WHAT TO DO = For each line below with the word "SharedIndex", write out a copy.

*** Opening RECORDS FOR PROCESSING ***

//! OpenRouter gateway backend.

use async_trait::async_trait;

use crate::config::TenantConfig;
use crate::document::ChatMessage;
use crate::error::{RagError, Result};
use crate::llm::LanguageModel;
use crate::openai::OpenAiLm;

/// The OpenRouter chat completions endpoint.
const OPENROUTER_URL: &str = "https://openrouter.ai/api/v1/chat/completions";

/// A [`LanguageModel`] routed through the OpenRouter gateway.
///
/// OpenRouter speaks the OpenAI chat completions wire format, so this
/// composes over [`OpenAiLm`] with the gateway endpoint and the
/// attribution headers OpenRouter uses for app ranking (`HTTP-Referer`,
/// `X-Title`).
pub struct OpenRouterLm {
    inner: OpenAiLm,
}

impl OpenRouterLm {
    /// Create a gateway backend with the given key and model.
    ///
    /// `app_title` and `referer`, when set, are sent as attribution
    /// headers.
    ///
    /// # Errors
    ///
    /// Returns [`RagError::Generation`] if the key is empty.
    pub fn new(
        api_key: impl Into<String>,
        model: impl Into<String>,
        app_title: Option<&str>,
        referer: Option<&str>,
    ) -> Result<Self> {
        let mut inner = OpenAiLm::new(api_key, model)
            .map_err(rebrand)?
            .with_base_url(OPENROUTER_URL)
            .with_label("OpenRouter");
        if let Some(title) = app_title {
            inner = inner.with_header("X-Title", title);
        }
        if let Some(referer) = referer {
            inner = inner.with_header("HTTP-Referer", referer);
        }
        Ok(Self { inner })
    }

    /// Create a backend for a tenant, keyed from `OPENROUTER_API_KEY`,
    /// with the optional `OPENROUTER_REFERER` attribution.
    ///
    /// # Errors
    ///
    /// Returns [`RagError::Generation`] if the key variable is unset.
    pub fn from_env(config: &TenantConfig) -> Result<Self> {
        let api_key = std::env::var("OPENROUTER_API_KEY").map_err(|_| RagError::Generation {
            provider: "OpenRouter".into(),
            message: "OPENROUTER_API_KEY environment variable not set".into(),
        })?;
        let referer = std::env::var("OPENROUTER_REFERER").ok();
        let lm = Self::new(api_key, &config.model, Some("docrag"), referer.as_deref())?;
        Ok(Self {
            inner: lm.inner.with_temperature(config.temperature).with_max_tokens(config.max_tokens),
        })
    }
}

/// Relabel an [`OpenAiLm`] constructor error as an OpenRouter one.
fn rebrand(error: RagError) -> RagError {
    match error {
        RagError::Generation { message, .. } => {
            RagError::Generation { provider: "OpenRouter".into(), message }
        }
        other => other,
    }
}

#[async_trait]
impl LanguageModel for OpenRouterLm {
    fn name(&self) -> &str {
        self.inner.name()
    }

    async fn generate(&self, prompt: &str, history: &[ChatMessage]) -> Result<String> {
        self.inner.generate(prompt, history).await
    }
}
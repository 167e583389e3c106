//! Document ingestion: chunk, embed, and insert into a vector index.

use std::path::{Path, PathBuf};
use std::sync::Arc;

use tracing::{info, warn};

use crate::chunking::Chunker;
use crate::document::{Chunk, Document};
use crate::embedding::EmbeddingProvider;
use crate::error::{RagError, Result};
use crate::index::SharedIndex;

/// A single file that failed during directory ingestion.
#[derive(Debug)]
pub struct IngestFailure {
    /// The file that could not be ingested.
    pub path: PathBuf,
    /// Why it failed.
    pub reason: String,
}

/// Outcome of a directory ingestion: partial success plus collected
/// per-file failures. Per-file errors never abort the batch.
#[derive(Debug, Default)]
pub struct IngestReport {
    /// Total chunks added across all successfully ingested files.
    pub chunks_added: usize,
    /// Files that failed, with reasons.
    pub failures: Vec<IngestFailure>,
}

/// Turns raw documents into embedded chunks inside a [`VectorIndex`](crate::index::VectorIndex).
///
/// The ingestor mutates the index in place and never persists to disk;
/// the caller decides when to save.
pub struct DocumentIngestor {
    index: SharedIndex,
    embedder: Arc<dyn EmbeddingProvider>,
    chunker: Arc<dyn Chunker>,
}

impl DocumentIngestor {
    /// Create an ingestor targeting the given index.
    pub fn new(
        index: SharedIndex,
        embedder: Arc<dyn EmbeddingProvider>,
        chunker: Arc<dyn Chunker>,
    ) -> Self {
        Self { index, embedder, chunker }
    }

    /// Ingest a single document: chunk, embed, insert.
    ///
    /// Returns the chunks that were inserted. An empty document produces
    /// zero chunks and no error. All embeddings are computed before the
    /// index write lock is taken, so an abandoned call never leaves a
    /// partial batch in the index.
    ///
    /// # Errors
    ///
    /// Returns an error if embedding fails or an index invariant is
    /// violated.
    pub async fn ingest(&self, document: &Document) -> Result<Vec<Chunk>> {
        let mut chunks = self.chunker.chunk(document);
        if chunks.is_empty() {
            info!(document_id = %document.id, chunk_count = 0, "ingested document (empty)");
            return Ok(chunks);
        }

        let texts: Vec<&str> = chunks.iter().map(|c| c.text.as_str()).collect();
        let embeddings = self.embedder.embed_batch(&texts).await?;

        for (chunk, embedding) in chunks.iter_mut().zip(embeddings) {
            chunk.embedding = embedding;
        }

        self.index.write().await.add(chunks.clone())?;

        info!(document_id = %document.id, chunk_count = chunks.len(), "ingested document");
        Ok(chunks)
    }

    /// Ingest the contents of a single file.
    ///
    /// The resulting chunks carry `source` (file name) and `path` metadata.
    ///
    /// # Errors
    ///
    /// Returns [`RagError::Ingest`] if the file cannot be read.
    pub async fn ingest_file(&self, path: &Path) -> Result<Vec<Chunk>> {
        let text = tokio::fs::read_to_string(path).await.map_err(|e| RagError::Ingest {
            source_label: path.display().to_string(),
            message: format!("unreadable file: {e}"),
        })?;

        let mut metadata = std::collections::HashMap::new();
        if let Some(name) = path.file_name() {
            metadata.insert("source".to_string(), name.to_string_lossy().into_owned());
        }
        metadata.insert("path".to_string(), path.display().to_string());

        self.ingest(&Document::new(text, metadata)).await
    }

    /// Ingest every file under `dir` (recursively) whose extension is in
    /// `extensions` (leading dots optional, case-insensitive).
    ///
    /// A file that fails to read is logged, recorded in the report, and
    /// skipped; the rest of the directory is still processed. Files are
    /// visited in path order for deterministic reports.
    ///
    /// # Errors
    ///
    /// Returns [`RagError::Ingest`] only if `dir` itself is not a readable
    /// directory.
    pub async fn ingest_directory(&self, dir: &Path, extensions: &[&str]) -> Result<IngestReport> {
        if !dir.is_dir() {
            return Err(RagError::Ingest {
                source_label: dir.display().to_string(),
                message: "not a directory".to_string(),
            });
        }

        let allowed: Vec<String> =
            extensions.iter().map(|e| e.trim_start_matches('.').to_ascii_lowercase()).collect();

        let mut files = Vec::new();
        let mut report = IngestReport::default();
        for entry in walkdir::WalkDir::new(dir).sort_by_file_name() {
            match entry {
                Ok(entry) if entry.file_type().is_file() => files.push(entry.into_path()),
                Ok(_) => {}
                Err(e) => {
                    let path = e.path().map(Path::to_path_buf).unwrap_or_else(|| dir.to_path_buf());
                    warn!(path = %path.display(), error = %e, "skipping unreadable entry");
                    report.failures.push(IngestFailure { path, reason: e.to_string() });
                }
            }
        }
        files.sort();

        for path in files {
            let ext = path
                .extension()
                .map(|e| e.to_string_lossy().to_ascii_lowercase())
                .unwrap_or_default();
            if !allowed.iter().any(|a| *a == ext) {
                continue;
            }

            match self.ingest_file(&path).await {
                Ok(chunks) => report.chunks_added += chunks.len(),
                Err(e) => {
                    warn!(path = %path.display(), error = %e, "failed to ingest file");
                    report.failures.push(IngestFailure { path, reason: e.to_string() });
                }
            }
        }

        info!(
            dir = %dir.display(),
            chunks_added = report.chunks_added,
            failure_count = report.failures.len(),
            "ingested directory"
        );
        Ok(report)
    }
}

#[cfg(test)]
mod tests {
    use std::collections::HashMap;

    use tokio::sync::RwLock;

    use super::*;
    use crate::chunking::FixedSizeChunker;
    use crate::index::VectorIndex;
    use crate::mock::MockEmbedding;

    fn ingestor(dim: usize) -> (DocumentIngestor, SharedIndex) {
        let index = Arc::new(RwLock::new(VectorIndex::new(dim).unwrap()));
        let ingestor = DocumentIngestor::new(
            index.clone(),
            Arc::new(MockEmbedding::new(dim)),
            Arc::new(FixedSizeChunker::new(40, 10)),
        );
        (ingestor, index)
    }

    #[tokio::test]
    async fn ingest_text_adds_embedded_chunks_to_the_index() {
        let (ingestor, index) = ingestor(16);
        let doc = Document::new("some reasonably long text that spans more than one window of forty characters", HashMap::new());
        let chunks = ingestor.ingest(&doc).await.unwrap();

        assert!(chunks.len() > 1);
        assert!(chunks.iter().all(|c| c.embedding.len() == 16));
        assert_eq!(index.read().await.len(), chunks.len());
    }

    #[tokio::test]
    async fn empty_document_is_a_no_op() {
        let (ingestor, index) = ingestor(8);
        let chunks = ingestor.ingest(&Document::new("", HashMap::new())).await.unwrap();
        assert!(chunks.is_empty());
        assert!(index.read().await.is_empty());
    }

    #[tokio::test]
    async fn ingest_file_records_source_metadata() {
        let dir = tempfile::tempdir().unwrap();
        let path = dir.path().join("notes.txt");
        std::fs::write(&path, "hello from a file").unwrap();

        let (ingestor, _) = ingestor(8);
        let chunks = ingestor.ingest_file(&path).await.unwrap();
        assert_eq!(chunks.len(), 1);
        assert_eq!(chunks[0].metadata["source"], "notes.txt");
    }

    #[tokio::test]
    async fn missing_file_is_an_ingest_error() {
        let (ingestor, _) = ingestor(8);
        let err = ingestor.ingest_file(Path::new("/no/such/file.txt")).await.unwrap_err();
        assert!(matches!(err, RagError::Ingest { .. }));
    }

    #[tokio::test]
    async fn directory_ingestion_skips_bad_files_and_reports_them() {
        let dir = tempfile::tempdir().unwrap();
        std::fs::write(dir.path().join("good.txt"), "valid content").unwrap();
        // Invalid UTF-8 makes the read fail without touching permissions.
        std::fs::write(dir.path().join("broken.txt"), [0xff, 0xfe, 0xfd]).unwrap();
        std::fs::write(dir.path().join("ignored.bin"), "wrong extension").unwrap();

        let (ingestor, index) = ingestor(8);
        let report = ingestor.ingest_directory(dir.path(), &[".txt"]).await.unwrap();

        assert_eq!(report.chunks_added, 1);
        assert_eq!(report.failures.len(), 1);
        assert!(report.failures[0].path.ends_with("broken.txt"));
        assert_eq!(index.read().await.len(), 1);
    }

    #[tokio::test]
    async fn extension_filter_accepts_dotted_and_bare_forms() {
        let dir = tempfile::tempdir().unwrap();
        std::fs::write(dir.path().join("a.md"), "markdown").unwrap();
        std::fs::write(dir.path().join("b.TXT"), "uppercase extension").unwrap();

        let (ingestor, _) = ingestor(8);
        let report = ingestor.ingest_directory(dir.path(), &["md", ".txt"]).await.unwrap();
        assert_eq!(report.chunks_added, 2);
        assert!(report.failures.is_empty());
    }

    #[tokio::test]
    async fn missing_directory_is_an_error() {
        let (ingestor, _) = ingestor(8);
        let err = ingestor.ingest_directory(Path::new("/no/such/dir"), &["txt"]).await.unwrap_err();
        assert!(matches!(err, RagError::Ingest { .. }));
    }
}
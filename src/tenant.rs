//! Per-tenant pipeline instances and the tenant registry.
//!
//! Each tenant is an isolated unit: its own vector index, configuration,
//! and language-model backend, stored under `<data_dir>/<tenant_id>/`:
//!
//! ```text
//! <data_dir>/<tenant_id>/config.json         tenant settings
//! <data_dir>/<tenant_id>/vectorstore.index   binary vector matrix
//! <data_dir>/<tenant_id>/vectorstore.chunks  chunk side-table
//! <data_dir>/<tenant_id>/documents/          optional bootstrap corpus
//! ```
//!
//! [`TenantManager`] lazily constructs and caches one [`Tenant`] per id,
//! with single-flight construction: concurrent first-access callers share
//! one build and all observe its outcome.

use std::collections::HashMap;
use std::path::{Path, PathBuf};
use std::sync::Arc;
use std::sync::atomic::{AtomicU64, Ordering};

use futures::FutureExt;
use futures::future::{BoxFuture, Shared};
use tokio::sync::{Mutex, RwLock};
use tracing::{error, info, warn};

use crate::chunking::FixedSizeChunker;
use crate::config::{LmProvider, TenantConfig};
use crate::document::{ChatMessage, Document};
use crate::embedding::EmbeddingProvider;
use crate::error::{RagError, Result};
use crate::generate::Generator;
use crate::index::{SharedIndex, VectorIndex};
use crate::ingest::{DocumentIngestor, IngestReport};
use crate::llm::LanguageModel;
use crate::openai::{OpenAiEmbeddings, OpenAiLm};
use crate::openrouter::OpenRouterLm;
use crate::pipeline::{Answer, RagPipeline};
use crate::retriever::Retriever;

/// Extensions ingested from a tenant's `documents/` directory when a
/// fresh index is bootstrapped.
const BOOTSTRAP_EXTENSIONS: &[&str] = &["txt", "md"];

/// Resolves capability implementations from a tenant's configuration.
///
/// Resolution happens once per tenant construction; the returned
/// implementations live as long as the cached [`Tenant`]. Tests inject a
/// factory producing mocks.
pub trait ProviderFactory: Send + Sync {
    /// The embedding provider this tenant ingests and queries with.
    fn embedder(&self, config: &TenantConfig) -> Result<Arc<dyn EmbeddingProvider>>;

    /// The language model this tenant answers with.
    fn language_model(&self, config: &TenantConfig) -> Result<Arc<dyn LanguageModel>>;
}

/// The real [`ProviderFactory`]: OpenAI embeddings plus the chat backend
/// selected by [`TenantConfig::provider`], with API keys from the
/// environment.
#[derive(Debug, Clone, Copy, Default)]
pub struct ApiProviderFactory;

impl ProviderFactory for ApiProviderFactory {
    fn embedder(&self, _config: &TenantConfig) -> Result<Arc<dyn EmbeddingProvider>> {
        Ok(Arc::new(OpenAiEmbeddings::from_env()?))
    }

    fn language_model(&self, config: &TenantConfig) -> Result<Arc<dyn LanguageModel>> {
        match config.provider {
            LmProvider::OpenAi => Ok(Arc::new(OpenAiLm::from_env(config)?)),
            LmProvider::OpenRouter => Ok(Arc::new(OpenRouterLm::from_env(config)?)),
        }
    }
}

/// One tenant's pipeline instance: index, configuration, ingestor, and
/// query pipeline bound together.
///
/// Reads (`answer`) run concurrently; structural operations (`ingest_*`,
/// `save`) are serialized by a per-tenant write lock so index mutation
/// never races a save.
pub struct Tenant {
    id: String,
    config: TenantConfig,
    index: SharedIndex,
    index_stem: PathBuf,
    ingestor: DocumentIngestor,
    pipeline: RagPipeline,
    write_lock: Mutex<()>,
}

impl std::fmt::Debug for Tenant {
    fn fmt(&self, f: &mut std::fmt::Formatter<'_>) -> std::fmt::Result {
        f.debug_struct("Tenant")
            .field("id", &self.id)
            .field("config", &self.config)
            .field("index_stem", &self.index_stem)
            .finish_non_exhaustive()
    }
}

impl Tenant {
    /// The tenant id.
    pub fn id(&self) -> &str {
        &self.id
    }

    /// The configuration this instance was built with.
    pub fn config(&self) -> &TenantConfig {
        &self.config
    }

    /// Number of chunks currently in the tenant's index.
    pub async fn chunk_count(&self) -> usize {
        self.index.read().await.len()
    }

    /// Answer a query through the tenant's pipeline.
    pub async fn answer(&self, query: &str, history: &[ChatMessage]) -> Result<Answer> {
        self.pipeline.answer(query, history).await
    }

    /// Ingest raw text, returning the number of chunks added.
    pub async fn ingest_text(
        &self,
        text: &str,
        metadata: HashMap<String, String>,
    ) -> Result<usize> {
        let _guard = self.write_lock.lock().await;
        let chunks = self.ingestor.ingest(&Document::new(text, metadata)).await?;
        Ok(chunks.len())
    }

    /// Ingest a file, returning the number of chunks added.
    pub async fn ingest_file(&self, path: &Path) -> Result<usize> {
        let _guard = self.write_lock.lock().await;
        let chunks = self.ingestor.ingest_file(path).await?;
        Ok(chunks.len())
    }

    /// Ingest a directory tree, collecting per-file failures.
    pub async fn ingest_directory(
        &self,
        path: &Path,
        extensions: &[&str],
    ) -> Result<IngestReport> {
        let _guard = self.write_lock.lock().await;
        self.ingestor.ingest_directory(path, extensions).await
    }

    /// Persist the tenant's index to its on-disk location.
    pub async fn save(&self) -> Result<()> {
        let _guard = self.write_lock.lock().await;
        self.index.read().await.save(&self.index_stem)
    }
}

/// Result type flowing through a shared build future. The error is
/// `Arc`-wrapped so every waiter can observe the same failure.
type BuildResult = std::result::Result<Arc<Tenant>, Arc<RagError>>;
type SharedBuild = Shared<BoxFuture<'static, BuildResult>>;

/// Lifecycle of a registry entry. Absence from the map is `Unloaded`.
enum TenantState {
    /// A construction is in flight; joiners await the shared build.
    Loading { epoch: u64, build: SharedBuild },
    /// The tenant is constructed and cached.
    Ready(Arc<Tenant>),
}

/// A registry of per-tenant pipelines with lazy, single-flight
/// construction.
///
/// At most one build is in flight per tenant id: concurrent first-access
/// callers join the same build and all observe its outcome. A failed
/// build removes the entry (no negative caching), so a later call retries
/// against the then-current on-disk state.
pub struct TenantManager {
    data_dir: PathBuf,
    providers: Arc<dyn ProviderFactory>,
    tenants: Arc<Mutex<HashMap<String, TenantState>>>,
    build_epoch: AtomicU64,
}

impl TenantManager {
    /// Create a manager rooted at `data_dir`, one subdirectory per tenant.
    pub fn new(data_dir: impl Into<PathBuf>, providers: Arc<dyn ProviderFactory>) -> Self {
        Self {
            data_dir: data_dir.into(),
            providers,
            tenants: Arc::new(Mutex::new(HashMap::new())),
            build_epoch: AtomicU64::new(0),
        }
    }

    /// Get the tenant's pipeline instance, constructing and caching it on
    /// first access.
    ///
    /// # Errors
    ///
    /// Returns [`RagError::TenantLoad`] if the tenant's on-disk config or
    /// index is missing or invalid. The failure is not cached.
    pub async fn get_pipeline(&self, tenant_id: &str) -> Result<Arc<Tenant>> {
        validate_tenant_id(tenant_id)?;

        let build = {
            let mut tenants = self.tenants.lock().await;
            match tenants.get(tenant_id) {
                Some(TenantState::Ready(tenant)) => return Ok(tenant.clone()),
                Some(TenantState::Loading { build, .. }) => build.clone(),
                None => {
                    let epoch = self.build_epoch.fetch_add(1, Ordering::Relaxed);
                    let build = self.start_build(tenant_id.to_string(), epoch);
                    tenants.insert(
                        tenant_id.to_string(),
                        TenantState::Loading { epoch, build: build.clone() },
                    );
                    build
                }
            }
        };

        build.await.map_err(|e| surface_load_error(tenant_id, &e))
    }

    /// Drop a cached tenant so the next access rebuilds from current
    /// on-disk config and index. Returns whether an entry was dropped.
    ///
    /// A build in flight at invalidation time is orphaned: callers already
    /// joined to it still receive its outcome, but the result is not
    /// cached.
    pub async fn invalidate(&self, tenant_id: &str) -> bool {
        let removed = self.tenants.lock().await.remove(tenant_id).is_some();
        if removed {
            info!(tenant = tenant_id, "invalidated cached tenant");
        }
        removed
    }

    /// Tenant ids currently cached (or building), sorted.
    pub async fn list_tenants(&self) -> Vec<String> {
        let mut ids: Vec<String> = self.tenants.lock().await.keys().cloned().collect();
        ids.sort();
        ids
    }

    /// Create a tenant's on-disk skeleton: its directory, an empty
    /// `documents/` directory, and `config.json`.
    ///
    /// # Errors
    ///
    /// Returns [`RagError::Config`] if the tenant already has a config
    /// file or the config fails validation, and [`RagError::Storage`] on
    /// I/O failure.
    pub fn create_tenant(&self, tenant_id: &str, config: &TenantConfig) -> Result<()> {
        validate_tenant_id(tenant_id)?;
        config.validate()?;

        let tenant_dir = self.data_dir.join(tenant_id);
        let config_path = tenant_dir.join("config.json");
        if config_path.exists() {
            return Err(RagError::Config(format!("tenant '{tenant_id}' already exists")));
        }

        let documents = tenant_dir.join("documents");
        std::fs::create_dir_all(&documents)
            .map_err(|e| RagError::Storage { path: documents, source: e })?;
        config.store(&config_path)?;

        info!(tenant = tenant_id, dir = %tenant_dir.display(), "created tenant");
        Ok(())
    }

    /// Start a shared build and hand back the joinable future.
    ///
    /// The build updates the registry itself on completion, but only if
    /// its epoch still matches the stored `Loading` entry; an invalidated
    /// build must not resurrect itself into the cache.
    fn start_build(&self, tenant_id: String, epoch: u64) -> SharedBuild {
        let data_dir = self.data_dir.clone();
        let providers = self.providers.clone();
        let tenants = self.tenants.clone();

        async move {
            let result = build_tenant(&data_dir, providers, &tenant_id).await;

            let mut map = tenants.lock().await;
            let current = matches!(
                map.get(&tenant_id),
                Some(TenantState::Loading { epoch: e, .. }) if *e == epoch
            );
            if current {
                match &result {
                    Ok(tenant) => {
                        map.insert(tenant_id.clone(), TenantState::Ready(tenant.clone()));
                    }
                    Err(_) => {
                        map.remove(&tenant_id);
                    }
                }
            }
            result.map_err(Arc::new)
        }
        .boxed()
        .shared()
    }
}

/// Construct a tenant from its on-disk state.
async fn build_tenant(
    data_dir: &Path,
    providers: Arc<dyn ProviderFactory>,
    tenant_id: &str,
) -> Result<Arc<Tenant>> {
    let load_err = |message: String| {
        error!(tenant = tenant_id, message = %message, "tenant construction failed");
        RagError::TenantLoad { tenant: tenant_id.to_string(), message }
    };

    let tenant_dir = data_dir.join(tenant_id);
    let config = TenantConfig::load(&tenant_dir.join("config.json"))
        .map_err(|e| load_err(e.to_string()))?;

    let embedder = providers.embedder(&config).map_err(|e| load_err(e.to_string()))?;
    let lm = providers.language_model(&config).map_err(|e| load_err(e.to_string()))?;

    let index_stem = tenant_dir.join("vectorstore");
    let persisted = VectorIndex::exists(&index_stem);
    let index = if persisted {
        VectorIndex::load(&index_stem).map_err(|e| load_err(e.to_string()))?
    } else {
        VectorIndex::new(embedder.dimensions()).map_err(|e| load_err(e.to_string()))?
    };
    let index: SharedIndex = Arc::new(RwLock::new(index));

    let chunker = Arc::new(FixedSizeChunker::new(config.chunk_size, config.chunk_overlap));
    let ingestor = DocumentIngestor::new(index.clone(), embedder.clone(), chunker);

    // First build with no saved index: seed it from the tenant's
    // documents/ directory, if present, and persist the result.
    let documents_dir = tenant_dir.join("documents");
    if !persisted && documents_dir.is_dir() {
        let report = ingestor
            .ingest_directory(&documents_dir, BOOTSTRAP_EXTENSIONS)
            .await
            .map_err(|e| load_err(e.to_string()))?;
        if !report.failures.is_empty() {
            warn!(
                tenant = tenant_id,
                failure_count = report.failures.len(),
                "some bootstrap documents failed to ingest"
            );
        }
        if report.chunks_added > 0 {
            index.read().await.save(&index_stem).map_err(|e| load_err(e.to_string()))?;
        }
    }

    let retriever = Retriever::new(index.clone(), embedder);
    let generator = Generator::new(lm, config.system_prompt.clone(), config.max_context_chars);
    let pipeline = RagPipeline::new(retriever, generator, config.top_k, config.rag_threshold);

    let chunk_count = index.read().await.len();
    info!(tenant = tenant_id, chunk_count, model = %config.model, "tenant ready");

    Ok(Arc::new(Tenant {
        id: tenant_id.to_string(),
        config,
        index,
        index_stem,
        ingestor,
        pipeline,
        write_lock: Mutex::new(()),
    }))
}

/// Tenant ids become directory names; restrict them accordingly.
fn validate_tenant_id(tenant_id: &str) -> Result<()> {
    let valid = !tenant_id.is_empty()
        && tenant_id.chars().all(|c| c.is_ascii_alphanumeric() || c == '-' || c == '_');
    if valid {
        Ok(())
    } else {
        Err(RagError::TenantLoad {
            tenant: tenant_id.to_string(),
            message: "tenant id must be non-empty and contain only alphanumerics, '-', or '_'"
                .to_string(),
        })
    }
}

/// Convert a shared build failure into the error each waiter receives.
fn surface_load_error(tenant_id: &str, error: &RagError) -> RagError {
    match error {
        RagError::TenantLoad { tenant, message } => {
            RagError::TenantLoad { tenant: tenant.clone(), message: message.clone() }
        }
        other => {
            RagError::TenantLoad { tenant: tenant_id.to_string(), message: other.to_string() }
        }
    }
}
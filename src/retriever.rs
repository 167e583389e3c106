//! Query-side retrieval over a shared [`VectorIndex`].

use std::sync::Arc;

use tracing::debug;

use crate::document::RetrievalResult;
use crate::embedding::EmbeddingProvider;
use crate::error::Result;
use crate::index::SharedIndex;

/// Retrieves the chunks most similar to a natural-language query.
///
/// The query is embedded with the same provider used at ingestion time;
/// mismatched embedding spaces are a caller configuration error and are
/// not detected here.
pub struct Retriever {
    index: SharedIndex,
    embedder: Arc<dyn EmbeddingProvider>,
}

impl Retriever {
    /// Create a retriever over the given index and embedding provider.
    pub fn new(index: SharedIndex, embedder: Arc<dyn EmbeddingProvider>) -> Self {
        Self { index, embedder }
    }

    /// Retrieve up to `k` results ordered by decreasing relevance.
    ///
    /// Returns an empty sequence, not an error, when the index is empty.
    pub async fn retrieve(&self, query: &str, k: usize) -> Result<Vec<RetrievalResult>> {
        if self.index.read().await.is_empty() {
            debug!(query, "retrieval against empty index");
            return Ok(Vec::new());
        }

        let query_embedding = self.embedder.embed(query).await?;
        let hits = self.index.read().await.search(&query_embedding, k)?;

        debug!(query, result_count = hits.len(), "retrieved chunks");
        Ok(hits
            .into_iter()
            .map(|(chunk, score)| RetrievalResult { chunk, score, query: query.to_string() })
            .collect())
    }
}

*** Closing RECORDS FOR PROCESSING ***

SOLUTION FOR THIS TASK =
use crate::index::SharedIndex;
    index: SharedIndex,
        index: SharedIndex,
    fn ingestor(dim: usize) -> (DocumentIngestor, SharedIndex) {
use crate::index::{SharedIndex, VectorIndex};
    index: SharedIndex,
    let index: SharedIndex = Arc::new(RwLock::new(index));
use crate::index::SharedIndex;
    index: SharedIndex,
    pub fn new(index: SharedIndex, embedder: Arc<dyn EmbeddingProvider>) -> Self {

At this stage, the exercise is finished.